Extracted records:
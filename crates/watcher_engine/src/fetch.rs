use std::time::Duration;

use reqwest::header::AUTHORIZATION;
use reqwest::StatusCode;
use serde_json::Value;
use watch_logging::{watch_debug, watch_info};
use watcher_core::{Cursor, WatchError};

pub const DEFAULT_ENDPOINT: &str = "https://practicum.yandex.ru/api/user_api/homework_statuses/";

#[derive(Debug, Clone)]
pub struct FetchSettings {
    pub endpoint: String,
    pub token: String,
    pub connect_timeout: Duration,
    /// Unset by default: a slow answer only delays the next cycle.
    pub request_timeout: Option<Duration>,
}

impl Default for FetchSettings {
    fn default() -> Self {
        Self {
            endpoint: DEFAULT_ENDPOINT.to_string(),
            token: String::new(),
            connect_timeout: Duration::from_secs(10),
            request_timeout: None,
        }
    }
}

/// One request for the homeworks updated since a cursor.
#[async_trait::async_trait]
pub trait StatusFetcher: Send + Sync {
    async fn fetch(&self, cursor: Cursor) -> Result<Value, WatchError>;
}

#[derive(Debug, Clone)]
pub struct ReqwestStatusFetcher {
    settings: FetchSettings,
    client: reqwest::Client,
}

impl ReqwestStatusFetcher {
    pub fn new(settings: FetchSettings) -> Result<Self, WatchError> {
        let mut builder = reqwest::Client::builder().connect_timeout(settings.connect_timeout);
        if let Some(timeout) = settings.request_timeout {
            builder = builder.timeout(timeout);
        }
        let client = builder
            .build()
            .map_err(|err| transport_error(&settings.endpoint, &err))?;
        Ok(Self { settings, client })
    }

    pub fn endpoint(&self) -> &str {
        &self.settings.endpoint
    }
}

#[async_trait::async_trait]
impl StatusFetcher for ReqwestStatusFetcher {
    async fn fetch(&self, cursor: Cursor) -> Result<Value, WatchError> {
        let endpoint = self.settings.endpoint.as_str();
        watch_info!("Requesting homework statuses from {} since {}", endpoint, cursor);

        let response = self
            .client
            .get(endpoint)
            .header(AUTHORIZATION, format!("OAuth {}", self.settings.token))
            .query(&[("from_date", cursor)])
            .send()
            .await
            .map_err(|err| transport_error(endpoint, &err))?;

        let status = response.status();
        if status != StatusCode::OK {
            return Err(WatchError::UnexpectedHttpStatus {
                expected: StatusCode::OK.as_u16(),
                actual: status.as_u16(),
                reason: status.canonical_reason().unwrap_or_default().to_string(),
            });
        }

        let body = response
            .bytes()
            .await
            .map_err(|err| transport_error(endpoint, &err))?;
        let payload = serde_json::from_slice::<Value>(&body).map_err(|err| {
            WatchError::MalformedResponse {
                expected: "a JSON body".to_string(),
                actual: err.to_string(),
            }
        })?;

        watch_info!("Received {} bytes from {}", body.len(), endpoint);
        watch_debug!("Payload: {}", payload);
        Ok(payload)
    }
}

fn transport_error(endpoint: &str, err: &reqwest::Error) -> WatchError {
    let message = if err.is_timeout() {
        format!("timed out: {err}")
    } else if err.is_connect() {
        format!("connection failed: {err}")
    } else {
        err.to_string()
    };
    WatchError::Transport {
        endpoint: endpoint.to_string(),
        message,
    }
}
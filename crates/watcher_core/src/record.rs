/// Epoch seconds; the remote API returns everything updated at or after it.
pub type Cursor = i64;

/// One homework entry as returned by the status API.
///
/// Fields are optional because the payload is only checked for shape; the
/// parser decides whether a missing field is a failure.
#[derive(Debug, Clone, PartialEq, Eq, Default)]
pub struct HomeworkRecord {
    pub name: Option<String>,
    pub status: Option<String>,
    pub updated_at: Option<String>,
}

impl HomeworkRecord {
    pub fn new(name: impl Into<String>, status: impl Into<String>) -> Self {
        Self {
            name: Some(name.into()),
            status: Some(status.into()),
            updated_at: None,
        }
    }

    pub fn updated_at(mut self, updated_at: impl Into<String>) -> Self {
        self.updated_at = Some(updated_at.into());
        self
    }
}

/// What a report is about. Two reports with equal subjects and messages are the same news.
#[derive(Debug, Clone, PartialEq, Eq, Hash)]
pub enum Subject {
    /// The record's `date_updated` marker.
    Updated(String),
    /// Fallback when the record has no update marker.
    NameStatus { name: String, status: String },
}

#[derive(Debug, Clone, PartialEq, Eq)]
pub struct Report {
    pub subject: Subject,
    pub message: String,
}
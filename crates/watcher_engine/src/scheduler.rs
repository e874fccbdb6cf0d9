use std::collections::VecDeque;
use std::sync::Arc;
use std::time::Duration;

use tokio::sync::{mpsc, watch};
use tokio::time::Instant;
use tokio_util::sync::CancellationToken;
use watch_logging::{watch_debug, watch_error, watch_info};
use watcher_core::{update, Cursor, CycleOutcome, Delivery, Effect, Msg, WatchSnapshot, WatchState};

use crate::commands::ControlCommand;
use crate::fetch::StatusFetcher;
use crate::telegram::Notifier;

/// Source of "now" in epoch seconds.
pub type Clock = Arc<dyn Fn() -> Cursor + Send + Sync>;

#[derive(Debug, Clone)]
pub struct SchedulerSettings {
    pub interval: Duration,
}

impl Default for SchedulerSettings {
    fn default() -> Self {
        Self {
            interval: Duration::from_secs(600),
        }
    }
}

/// Runs one fetch/notify cycle per interval. The only writer of [`WatchState`].
pub struct Scheduler {
    fetcher: Arc<dyn StatusFetcher>,
    notifier: Arc<dyn Notifier>,
    clock: Clock,
    settings: SchedulerSettings,
    state: WatchState,
    commands: Option<mpsc::UnboundedReceiver<ControlCommand>>,
    snapshot: watch::Sender<WatchSnapshot>,
}

impl Scheduler {
    pub fn new(
        fetcher: Arc<dyn StatusFetcher>,
        notifier: Arc<dyn Notifier>,
        clock: Clock,
        settings: SchedulerSettings,
        initial_cursor: Cursor,
    ) -> Self {
        let state = WatchState::new(initial_cursor);
        let (snapshot, _) = watch::channel(state.view());
        Self {
            fetcher,
            notifier,
            clock,
            settings,
            state,
            commands: None,
            snapshot,
        }
    }

    pub fn with_commands(mut self, commands: mpsc::UnboundedReceiver<ControlCommand>) -> Self {
        self.commands = Some(commands);
        self
    }

    /// Follow the state summary after every cycle and command.
    pub fn subscribe(&self) -> watch::Receiver<WatchSnapshot> {
        self.snapshot.subscribe()
    }

    pub fn state(&self) -> &WatchState {
        &self.state
    }

    /// Run cycles until `cancel` fires. A cycle in flight always completes.
    pub async fn run(mut self, cancel: CancellationToken) {
        watch_info!(
            "Watching every {}s starting from {}",
            self.settings.interval.as_secs(),
            self.state.cursor()
        );
        loop {
            self.drain_commands();
            self.run_cycle().await;
            if !self.sleep(&cancel).await {
                break;
            }
        }
        watch_info!("Scheduler stopped after {} cycles", self.state.view().cycles);
    }

    /// Fetch, validate, parse, decide and notify once.
    ///
    /// Returns `None` only if a delivery result never came back, which the
    /// notifier contract rules out.
    pub async fn run_cycle(&mut self) -> Option<CycleOutcome> {
        let started_at = (self.clock)();
        let msg = match self.fetcher.fetch(self.state.cursor()).await {
            Ok(payload) => Msg::PayloadFetched {
                started_at,
                payload,
            },
            Err(error) => Msg::FetchFailed(error),
        };

        let mut pending: VecDeque<Effect> = self.apply(msg).into();
        while let Some(Effect::Notify(delivery)) = pending.pop_front() {
            let msg = match self.notifier.notify(delivery.text()).await {
                Ok(()) => Msg::Delivered(delivery),
                Err(error) => {
                    if delivery.is_error_report() {
                        watch_error!(
                            "Could not deliver error report \"{}\": {}",
                            delivery.text(),
                            error
                        );
                    }
                    Msg::DeliveryFailed { delivery, error }
                }
            };
            pending.extend(self.apply(msg));
        }

        let outcome = self.state.outcome();
        match outcome {
            Some(CycleOutcome::NoUpdates) => watch_debug!("No updates"),
            Some(CycleOutcome::Unchanged) => watch_debug!("Status unchanged, nothing sent"),
            Some(CycleOutcome::ErrorSuppressed) => {
                let last = self.state.view().last_error.unwrap_or_default();
                watch_debug!("{} (already reported, not sending again)", last);
            }
            _ => {}
        }
        self.snapshot.send_replace(self.state.view());
        outcome
    }

    fn apply(&mut self, msg: Msg) -> Vec<Effect> {
        let state = std::mem::take(&mut self.state);
        let (state, effects) = update(state, msg);
        self.state = state;
        for effect in &effects {
            let Effect::Notify(Delivery::ErrorReport { signature }) = effect else {
                continue;
            };
            watch_error!("{}", signature);
        }
        effects
    }

    fn apply_command(&mut self, command: ControlCommand) {
        match command {
            ControlCommand::ClearErrorCache => {
                self.apply(Msg::ClearErrorCache);
                watch_info!("Error cache cleared");
            }
        }
        self.snapshot.send_replace(self.state.view());
    }

    fn drain_commands(&mut self) {
        while let Some(command) = self
            .commands
            .as_mut()
            .and_then(|commands| commands.try_recv().ok())
        {
            self.apply_command(command);
        }
    }

    /// Wait out the interval, applying commands as they arrive.
    /// Returns false when cancelled.
    async fn sleep(&mut self, cancel: &CancellationToken) -> bool {
        let deadline = Instant::now() + self.settings.interval;
        loop {
            let command = tokio::select! {
                _ = cancel.cancelled() => return false,
                _ = tokio::time::sleep_until(deadline) => return true,
                Some(command) = next_command(&mut self.commands) => command,
            };
            self.apply_command(command);
        }
    }
}

async fn next_command(
    commands: &mut Option<mpsc::UnboundedReceiver<ControlCommand>>,
) -> Option<ControlCommand> {
    match commands {
        Some(commands) => commands.recv().await,
        None => std::future::pending().await,
    }
}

• _TASK TO CARRY OUT_:
Locate the word "filename" in the records and collect each line it appears in.

• _ANSWER TO THIS TASK_:
filename crates/watcher_engine/src/fetch.rs
filename crates/watcher_core/src/record.rs
filename crates/watcher_engine/src/scheduler.rs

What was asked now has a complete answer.